During the earnings call for its latest financial results, Nvidia revealed it has taken “a multibillion-dollar write-off” due to US advanced semiconductor export restrictions.
The artificial intelligence (AI) chipmaker previously downgraded its Hopper AI accelerator for the Chinese market to comply with US export restrictions. While president Donald Trump recently revoked the Framework for Artificial Intelligence Diffusion from the US Bureau of Industry and Security (BIS), which came into force in April, the export regulation controls on advanced semiconductors materially affected Nvidia’s exports of its H20 AI accelerator to China.
Nvidia said it incurred a $4.5bn charge in the first quarter of fiscal 2026 associated with H20 excess inventory and purchase obligations as the demand for H20 diminished. It said sales of H20 products were $4.6bn for the first quarter of fiscal 2026 prior to the new export licensing requirements. It said it was unable to ship an additional $2.5bn of H20 revenue in the first quarter.
According to a transcript of the earnings call posted on Seeking Alpha, denying access to the AI market in China would have a material impact on Nvidia’s business. CFO Collette Kress noted that had the export controls not occurred, Nvidia would have had orders of about $8bn for the H20 AI accelerator hardware.
“Losing access to the China AI accelerator market, which we believe will grow to nearly $50bn, would have a material adverse impact on our business going forward and benefit our foreign competitors in China and worldwide,” she added.
In her prepared statement, one of Kress’ remarks appears to have been aimed squarely at the US administration. She noted that the export restrictions simply spurred China on to innovate and scale its AI capabilities, adding: “The question is whether one of the world’s largest AI markets will run on American platforms.”

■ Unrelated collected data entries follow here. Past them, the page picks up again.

//! Core domain types for the futbot exit subsystem.
//!
//! This crate provides fundamental types used throughout the bot:
//! - `Price`, `Size`: Precision-safe numeric types
//! - `Position`: The tracked futures position with its stop-loss and TP ladder
//! - `SharedPosition`: Lock-guarded handle shared by every exit path
//! - `ExitAction`, `ExitType`: Exit request and exit classification enums
//! - `Clock`: Injected, drift-corrected time source

pub mod action;
pub mod clock;
pub mod decimal;
pub mod error;
pub mod position;

pub use action::{ExitAction, ExitType};
pub use clock::{Clock, ClockService, ManualClock};
pub use decimal::{parse_wire_decimal, Price, Size};
pub use error::{CoreError, Result};
pub use position::{
    Position, PositionSide, PositionStatus, SharedPosition, StopLoss, TakeProfit,
};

For its first quarter of 2026, Nvidia posted datacentre revenue of $39bn, 73% more than the same quarter last year. Jensen Huang, founder and CEO of Nvidia said the company was experiencing “incredibly strong” demand for its AI acceleration hardware.
“AI inference token generation has surged tenfold in just one year, and as AI agents become mainstream, the demand for AI computing will accelerate,” he said.
Comparing the importance of AI chips to a nation’s electricity supply, he added: “Countries around the world are recognising AI as essential infrastructure – just like electricity and the internet – and Nvidia stands at the centre of this profound transformation.”
But US tariffs may curb demand, according to Forrester’s senior analyst Alvin Nguyen: “If trade negotiations are not resolved soon, expect to see tariffs impact demand for AI infrastructure – this may not impact Nvidia immediately, but could slow overall AI demand if uncertainty about product costs linger.”
Given that AI chips are already expensive products, which are set to get more expensive as tariffs take effect, Nguyen added: “The longer it takes to negotiate stable trade agreements, the more it could impact purchasing decisions from AI infrastructure to AI factories due to the potential cost implications.”